Nothing below is to be printed except the lines between the line holding "Some(effect) => self" and the line holding "use thiserror::Error;", inclusive, each exactly as it appears.
- - -
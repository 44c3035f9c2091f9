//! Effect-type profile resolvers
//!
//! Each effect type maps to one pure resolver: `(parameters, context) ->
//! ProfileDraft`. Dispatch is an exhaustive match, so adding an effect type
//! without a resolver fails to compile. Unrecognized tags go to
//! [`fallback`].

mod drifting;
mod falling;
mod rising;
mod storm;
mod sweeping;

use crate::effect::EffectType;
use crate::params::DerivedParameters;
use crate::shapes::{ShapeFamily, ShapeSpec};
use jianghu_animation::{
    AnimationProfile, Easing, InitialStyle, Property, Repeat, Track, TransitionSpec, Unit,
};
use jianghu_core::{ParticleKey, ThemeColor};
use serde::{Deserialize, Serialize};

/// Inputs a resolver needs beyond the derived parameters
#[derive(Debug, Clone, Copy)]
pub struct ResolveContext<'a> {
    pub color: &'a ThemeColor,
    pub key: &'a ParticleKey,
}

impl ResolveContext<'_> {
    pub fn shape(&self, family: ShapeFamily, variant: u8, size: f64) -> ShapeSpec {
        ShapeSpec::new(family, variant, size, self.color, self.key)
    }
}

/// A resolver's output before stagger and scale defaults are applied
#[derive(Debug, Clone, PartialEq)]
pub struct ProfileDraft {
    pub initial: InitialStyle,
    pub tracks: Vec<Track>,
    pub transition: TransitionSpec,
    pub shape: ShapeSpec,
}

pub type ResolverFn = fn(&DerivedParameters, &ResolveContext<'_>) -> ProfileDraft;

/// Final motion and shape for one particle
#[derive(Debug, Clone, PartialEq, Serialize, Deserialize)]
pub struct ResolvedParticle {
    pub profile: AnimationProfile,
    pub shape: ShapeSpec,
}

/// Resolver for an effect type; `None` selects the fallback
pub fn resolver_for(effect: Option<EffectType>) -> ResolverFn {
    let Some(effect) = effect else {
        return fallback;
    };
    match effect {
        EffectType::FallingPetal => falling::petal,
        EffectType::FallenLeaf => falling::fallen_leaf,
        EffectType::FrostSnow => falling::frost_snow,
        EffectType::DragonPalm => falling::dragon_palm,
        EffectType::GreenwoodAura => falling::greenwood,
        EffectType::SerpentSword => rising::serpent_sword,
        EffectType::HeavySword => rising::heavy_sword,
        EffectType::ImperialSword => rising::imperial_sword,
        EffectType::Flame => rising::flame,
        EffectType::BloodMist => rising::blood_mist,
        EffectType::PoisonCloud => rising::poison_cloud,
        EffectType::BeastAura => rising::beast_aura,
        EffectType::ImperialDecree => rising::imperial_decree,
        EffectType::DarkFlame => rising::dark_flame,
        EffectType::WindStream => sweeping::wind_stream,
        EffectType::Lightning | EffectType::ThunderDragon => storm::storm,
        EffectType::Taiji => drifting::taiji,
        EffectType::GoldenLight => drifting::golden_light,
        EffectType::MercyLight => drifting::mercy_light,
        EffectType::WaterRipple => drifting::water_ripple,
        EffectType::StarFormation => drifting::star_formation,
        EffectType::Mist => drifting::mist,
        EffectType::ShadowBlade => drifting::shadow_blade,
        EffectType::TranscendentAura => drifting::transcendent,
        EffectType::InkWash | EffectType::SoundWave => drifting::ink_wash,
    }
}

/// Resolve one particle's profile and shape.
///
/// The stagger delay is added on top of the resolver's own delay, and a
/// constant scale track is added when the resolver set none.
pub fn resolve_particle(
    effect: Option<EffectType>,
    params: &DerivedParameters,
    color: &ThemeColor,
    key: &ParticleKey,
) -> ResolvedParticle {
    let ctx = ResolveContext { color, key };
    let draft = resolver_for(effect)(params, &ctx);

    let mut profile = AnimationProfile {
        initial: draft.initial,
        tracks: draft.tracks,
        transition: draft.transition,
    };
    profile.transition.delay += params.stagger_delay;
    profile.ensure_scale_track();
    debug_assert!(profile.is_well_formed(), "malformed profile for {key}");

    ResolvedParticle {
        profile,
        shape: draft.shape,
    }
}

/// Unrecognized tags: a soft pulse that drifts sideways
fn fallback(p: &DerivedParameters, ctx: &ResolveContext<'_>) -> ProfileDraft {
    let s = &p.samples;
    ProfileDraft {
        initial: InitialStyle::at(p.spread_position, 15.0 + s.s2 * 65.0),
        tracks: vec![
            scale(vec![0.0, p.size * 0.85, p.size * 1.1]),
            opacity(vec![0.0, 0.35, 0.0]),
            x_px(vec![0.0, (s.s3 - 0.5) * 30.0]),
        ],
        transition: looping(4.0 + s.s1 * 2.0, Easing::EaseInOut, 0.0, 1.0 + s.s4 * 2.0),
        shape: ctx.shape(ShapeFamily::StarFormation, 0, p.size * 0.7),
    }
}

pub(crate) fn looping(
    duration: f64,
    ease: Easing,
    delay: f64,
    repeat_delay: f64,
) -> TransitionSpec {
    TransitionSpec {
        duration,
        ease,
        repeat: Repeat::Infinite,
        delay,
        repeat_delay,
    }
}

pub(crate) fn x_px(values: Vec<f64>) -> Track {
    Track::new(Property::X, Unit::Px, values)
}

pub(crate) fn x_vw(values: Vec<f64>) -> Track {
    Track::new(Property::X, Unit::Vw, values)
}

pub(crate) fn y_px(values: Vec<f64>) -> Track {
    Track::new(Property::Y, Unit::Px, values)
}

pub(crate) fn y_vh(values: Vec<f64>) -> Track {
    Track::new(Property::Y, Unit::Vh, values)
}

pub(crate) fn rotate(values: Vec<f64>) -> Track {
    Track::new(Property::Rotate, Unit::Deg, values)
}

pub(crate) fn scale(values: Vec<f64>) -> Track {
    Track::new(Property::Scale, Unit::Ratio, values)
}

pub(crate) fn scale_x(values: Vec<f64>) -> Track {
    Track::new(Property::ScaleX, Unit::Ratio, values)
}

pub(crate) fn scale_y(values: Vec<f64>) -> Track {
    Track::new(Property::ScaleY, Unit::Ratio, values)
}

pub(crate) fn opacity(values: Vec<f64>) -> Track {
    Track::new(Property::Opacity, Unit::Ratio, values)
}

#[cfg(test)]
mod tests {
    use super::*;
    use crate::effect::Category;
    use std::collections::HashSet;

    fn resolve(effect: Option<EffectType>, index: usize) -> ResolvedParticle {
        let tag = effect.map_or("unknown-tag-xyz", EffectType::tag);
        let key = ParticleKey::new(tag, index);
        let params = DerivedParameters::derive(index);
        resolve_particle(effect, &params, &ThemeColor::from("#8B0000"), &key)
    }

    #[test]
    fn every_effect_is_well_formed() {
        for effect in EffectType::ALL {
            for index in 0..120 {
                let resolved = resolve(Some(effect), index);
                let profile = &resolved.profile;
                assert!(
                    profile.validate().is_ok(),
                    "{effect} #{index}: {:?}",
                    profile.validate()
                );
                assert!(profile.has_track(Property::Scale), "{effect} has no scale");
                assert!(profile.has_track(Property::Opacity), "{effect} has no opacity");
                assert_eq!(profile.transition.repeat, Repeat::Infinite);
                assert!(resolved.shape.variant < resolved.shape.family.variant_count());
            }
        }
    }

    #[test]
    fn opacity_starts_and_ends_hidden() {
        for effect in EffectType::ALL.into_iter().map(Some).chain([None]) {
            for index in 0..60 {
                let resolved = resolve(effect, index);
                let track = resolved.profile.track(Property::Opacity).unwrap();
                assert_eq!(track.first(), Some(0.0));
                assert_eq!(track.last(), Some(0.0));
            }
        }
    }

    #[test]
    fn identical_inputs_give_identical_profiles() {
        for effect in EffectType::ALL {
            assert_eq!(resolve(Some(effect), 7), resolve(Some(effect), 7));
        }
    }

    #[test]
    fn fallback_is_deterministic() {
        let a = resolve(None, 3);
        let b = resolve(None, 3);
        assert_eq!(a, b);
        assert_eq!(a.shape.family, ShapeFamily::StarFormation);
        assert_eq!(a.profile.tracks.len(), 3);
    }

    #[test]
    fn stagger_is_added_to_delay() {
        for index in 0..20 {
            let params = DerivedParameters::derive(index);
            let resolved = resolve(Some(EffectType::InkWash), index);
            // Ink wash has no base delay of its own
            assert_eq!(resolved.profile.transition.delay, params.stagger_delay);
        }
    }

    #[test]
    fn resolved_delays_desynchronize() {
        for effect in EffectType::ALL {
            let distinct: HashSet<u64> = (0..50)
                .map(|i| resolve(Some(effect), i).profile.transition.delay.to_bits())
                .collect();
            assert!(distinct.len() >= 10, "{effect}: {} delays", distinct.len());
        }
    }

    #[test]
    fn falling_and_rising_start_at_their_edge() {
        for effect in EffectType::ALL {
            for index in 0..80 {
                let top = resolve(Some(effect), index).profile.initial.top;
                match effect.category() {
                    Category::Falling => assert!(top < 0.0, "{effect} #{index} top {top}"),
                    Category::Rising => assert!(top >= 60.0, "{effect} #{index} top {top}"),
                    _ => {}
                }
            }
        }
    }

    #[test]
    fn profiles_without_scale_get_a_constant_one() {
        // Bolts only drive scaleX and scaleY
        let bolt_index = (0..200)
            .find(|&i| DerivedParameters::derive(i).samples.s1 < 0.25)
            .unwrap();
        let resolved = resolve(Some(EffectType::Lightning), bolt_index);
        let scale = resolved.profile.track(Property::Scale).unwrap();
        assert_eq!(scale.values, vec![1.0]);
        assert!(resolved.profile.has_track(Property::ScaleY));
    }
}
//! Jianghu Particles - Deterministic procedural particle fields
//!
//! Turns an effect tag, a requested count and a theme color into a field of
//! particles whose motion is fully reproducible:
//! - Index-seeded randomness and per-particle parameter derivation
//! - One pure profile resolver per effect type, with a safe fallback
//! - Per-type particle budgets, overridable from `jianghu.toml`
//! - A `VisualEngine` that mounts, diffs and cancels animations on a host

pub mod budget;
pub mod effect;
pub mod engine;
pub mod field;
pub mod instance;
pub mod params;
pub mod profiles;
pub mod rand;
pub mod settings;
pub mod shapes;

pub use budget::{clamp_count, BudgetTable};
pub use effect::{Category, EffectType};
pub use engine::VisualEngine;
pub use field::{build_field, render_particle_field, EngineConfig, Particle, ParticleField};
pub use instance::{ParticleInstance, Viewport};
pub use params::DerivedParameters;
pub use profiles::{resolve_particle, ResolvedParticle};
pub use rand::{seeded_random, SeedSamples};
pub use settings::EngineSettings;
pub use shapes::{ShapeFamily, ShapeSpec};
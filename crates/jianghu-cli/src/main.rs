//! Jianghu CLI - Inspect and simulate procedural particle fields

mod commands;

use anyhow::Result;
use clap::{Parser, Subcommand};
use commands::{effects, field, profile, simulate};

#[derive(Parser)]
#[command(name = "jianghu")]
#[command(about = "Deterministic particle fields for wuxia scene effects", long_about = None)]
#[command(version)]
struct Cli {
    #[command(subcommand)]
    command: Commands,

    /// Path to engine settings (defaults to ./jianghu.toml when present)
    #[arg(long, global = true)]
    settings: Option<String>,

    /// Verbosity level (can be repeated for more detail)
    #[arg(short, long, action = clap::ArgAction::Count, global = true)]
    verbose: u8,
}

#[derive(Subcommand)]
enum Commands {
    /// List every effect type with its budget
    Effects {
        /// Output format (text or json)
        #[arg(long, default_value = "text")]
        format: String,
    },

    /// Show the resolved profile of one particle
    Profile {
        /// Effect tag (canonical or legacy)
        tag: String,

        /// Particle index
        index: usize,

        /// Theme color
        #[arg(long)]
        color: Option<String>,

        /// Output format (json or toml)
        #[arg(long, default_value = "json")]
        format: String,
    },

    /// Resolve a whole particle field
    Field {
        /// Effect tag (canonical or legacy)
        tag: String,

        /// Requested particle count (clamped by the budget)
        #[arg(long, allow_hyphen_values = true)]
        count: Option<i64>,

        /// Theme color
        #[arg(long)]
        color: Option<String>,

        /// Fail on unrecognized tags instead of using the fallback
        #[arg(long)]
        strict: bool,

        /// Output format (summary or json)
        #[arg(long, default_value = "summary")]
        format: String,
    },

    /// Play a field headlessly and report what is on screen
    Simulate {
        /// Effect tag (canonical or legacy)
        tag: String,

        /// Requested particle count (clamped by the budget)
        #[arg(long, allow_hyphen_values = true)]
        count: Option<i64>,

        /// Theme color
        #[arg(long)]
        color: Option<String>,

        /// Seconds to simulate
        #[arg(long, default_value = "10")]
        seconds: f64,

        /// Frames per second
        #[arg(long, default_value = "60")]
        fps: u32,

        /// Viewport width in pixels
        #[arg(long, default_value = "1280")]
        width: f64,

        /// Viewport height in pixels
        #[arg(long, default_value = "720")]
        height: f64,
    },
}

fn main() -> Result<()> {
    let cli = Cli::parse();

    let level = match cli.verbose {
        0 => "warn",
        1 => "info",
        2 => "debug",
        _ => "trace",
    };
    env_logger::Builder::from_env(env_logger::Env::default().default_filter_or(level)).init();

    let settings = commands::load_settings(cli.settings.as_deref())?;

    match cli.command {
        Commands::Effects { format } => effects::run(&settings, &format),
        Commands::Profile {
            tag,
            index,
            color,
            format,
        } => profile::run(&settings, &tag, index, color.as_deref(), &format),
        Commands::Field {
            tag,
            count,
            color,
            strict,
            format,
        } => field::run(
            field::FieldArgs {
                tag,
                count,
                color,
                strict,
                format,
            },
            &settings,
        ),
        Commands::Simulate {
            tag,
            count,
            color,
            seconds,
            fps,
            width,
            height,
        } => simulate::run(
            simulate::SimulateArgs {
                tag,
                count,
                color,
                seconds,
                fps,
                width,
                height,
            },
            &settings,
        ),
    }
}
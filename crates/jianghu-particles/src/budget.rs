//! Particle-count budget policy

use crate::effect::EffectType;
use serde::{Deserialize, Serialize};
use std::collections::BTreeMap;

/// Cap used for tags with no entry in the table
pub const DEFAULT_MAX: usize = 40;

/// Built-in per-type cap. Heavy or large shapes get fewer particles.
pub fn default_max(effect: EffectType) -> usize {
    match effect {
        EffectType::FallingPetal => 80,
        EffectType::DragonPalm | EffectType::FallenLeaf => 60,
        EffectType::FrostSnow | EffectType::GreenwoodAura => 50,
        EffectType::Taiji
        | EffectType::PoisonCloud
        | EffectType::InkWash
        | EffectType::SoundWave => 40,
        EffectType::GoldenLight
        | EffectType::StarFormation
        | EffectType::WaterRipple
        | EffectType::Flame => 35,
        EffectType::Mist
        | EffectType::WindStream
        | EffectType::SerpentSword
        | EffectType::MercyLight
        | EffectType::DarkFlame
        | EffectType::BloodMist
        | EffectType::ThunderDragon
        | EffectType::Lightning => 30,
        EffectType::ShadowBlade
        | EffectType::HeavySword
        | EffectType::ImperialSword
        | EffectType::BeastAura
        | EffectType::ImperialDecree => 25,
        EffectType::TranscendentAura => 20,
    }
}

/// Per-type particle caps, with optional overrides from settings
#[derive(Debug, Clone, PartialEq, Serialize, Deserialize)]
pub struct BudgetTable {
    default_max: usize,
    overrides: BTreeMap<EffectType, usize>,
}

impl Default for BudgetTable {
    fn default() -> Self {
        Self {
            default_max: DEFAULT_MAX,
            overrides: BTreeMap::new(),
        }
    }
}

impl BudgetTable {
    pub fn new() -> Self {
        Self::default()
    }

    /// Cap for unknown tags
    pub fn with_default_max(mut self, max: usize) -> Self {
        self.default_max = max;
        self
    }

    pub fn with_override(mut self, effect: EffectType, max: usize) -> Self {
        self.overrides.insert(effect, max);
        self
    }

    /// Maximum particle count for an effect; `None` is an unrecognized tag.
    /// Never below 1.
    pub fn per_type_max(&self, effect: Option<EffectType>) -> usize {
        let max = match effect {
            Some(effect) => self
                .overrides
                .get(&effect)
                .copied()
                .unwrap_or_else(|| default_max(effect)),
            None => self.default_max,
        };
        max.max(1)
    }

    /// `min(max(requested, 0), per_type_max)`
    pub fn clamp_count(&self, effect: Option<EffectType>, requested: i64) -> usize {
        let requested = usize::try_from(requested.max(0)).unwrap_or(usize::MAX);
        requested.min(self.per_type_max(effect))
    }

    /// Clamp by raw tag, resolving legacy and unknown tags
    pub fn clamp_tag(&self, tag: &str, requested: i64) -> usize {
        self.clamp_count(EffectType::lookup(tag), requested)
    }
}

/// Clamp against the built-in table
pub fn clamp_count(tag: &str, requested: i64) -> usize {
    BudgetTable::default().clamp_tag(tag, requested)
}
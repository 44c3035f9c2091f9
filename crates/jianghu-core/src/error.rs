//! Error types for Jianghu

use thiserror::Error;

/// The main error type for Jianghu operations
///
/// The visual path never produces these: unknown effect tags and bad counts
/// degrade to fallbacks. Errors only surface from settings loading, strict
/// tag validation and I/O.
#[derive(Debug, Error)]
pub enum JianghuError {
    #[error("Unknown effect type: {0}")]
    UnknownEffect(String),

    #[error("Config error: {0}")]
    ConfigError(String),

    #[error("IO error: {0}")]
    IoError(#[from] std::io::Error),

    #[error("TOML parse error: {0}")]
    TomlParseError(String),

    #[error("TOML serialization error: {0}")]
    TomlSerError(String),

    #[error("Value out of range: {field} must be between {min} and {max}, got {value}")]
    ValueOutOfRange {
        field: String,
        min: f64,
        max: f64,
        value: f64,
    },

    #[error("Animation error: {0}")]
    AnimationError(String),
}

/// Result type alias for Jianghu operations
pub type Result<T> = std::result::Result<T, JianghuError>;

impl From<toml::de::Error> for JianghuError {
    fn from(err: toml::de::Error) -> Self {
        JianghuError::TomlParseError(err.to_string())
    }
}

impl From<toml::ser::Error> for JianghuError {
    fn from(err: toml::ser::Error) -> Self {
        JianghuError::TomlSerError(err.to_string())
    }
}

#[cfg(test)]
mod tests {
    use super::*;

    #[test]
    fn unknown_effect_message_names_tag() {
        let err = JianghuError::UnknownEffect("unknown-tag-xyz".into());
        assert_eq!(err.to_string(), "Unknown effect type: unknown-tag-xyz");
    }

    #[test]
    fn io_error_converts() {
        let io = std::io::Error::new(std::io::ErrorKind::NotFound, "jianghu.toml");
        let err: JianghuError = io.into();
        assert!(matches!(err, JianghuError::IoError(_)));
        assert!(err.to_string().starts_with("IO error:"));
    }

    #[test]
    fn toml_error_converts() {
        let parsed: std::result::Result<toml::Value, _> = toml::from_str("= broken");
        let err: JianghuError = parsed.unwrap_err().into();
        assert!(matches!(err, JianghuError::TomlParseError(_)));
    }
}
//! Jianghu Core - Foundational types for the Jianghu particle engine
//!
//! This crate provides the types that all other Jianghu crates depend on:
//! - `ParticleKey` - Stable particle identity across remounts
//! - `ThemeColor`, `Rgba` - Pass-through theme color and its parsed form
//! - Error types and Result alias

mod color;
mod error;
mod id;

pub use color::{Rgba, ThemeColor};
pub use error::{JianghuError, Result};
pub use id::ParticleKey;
- - -
* Exercise result
            Some(effect) => self
                .overrides
                .get(&effect)
                .copied()
                .unwrap_or_else(|| default_max(effect)),
            None => self.default_max,
        };
        max.max(1)
    }

    /// `min(max(requested, 0), per_type_max)`
    pub fn clamp_count(&self, effect: Option<EffectType>, requested: i64) -> usize {
        let requested = usize::try_from(requested.max(0)).unwrap_or(usize::MAX);
        requested.min(self.per_type_max(effect))
    }

    /// Clamp by raw tag, resolving legacy and unknown tags
    pub fn clamp_tag(&self, tag: &str, requested: i64) -> usize {
        self.clamp_count(EffectType::lookup(tag), requested)
    }
}

/// Clamp against the built-in table
pub fn clamp_count(tag: &str, requested: i64) -> usize {
    BudgetTable::default().clamp_tag(tag, requested)
}
repository 44c3035f9c2091f9
filename crates/jianghu-core/src/error.rs
//! Error types for Jianghu

use thiserror::Error;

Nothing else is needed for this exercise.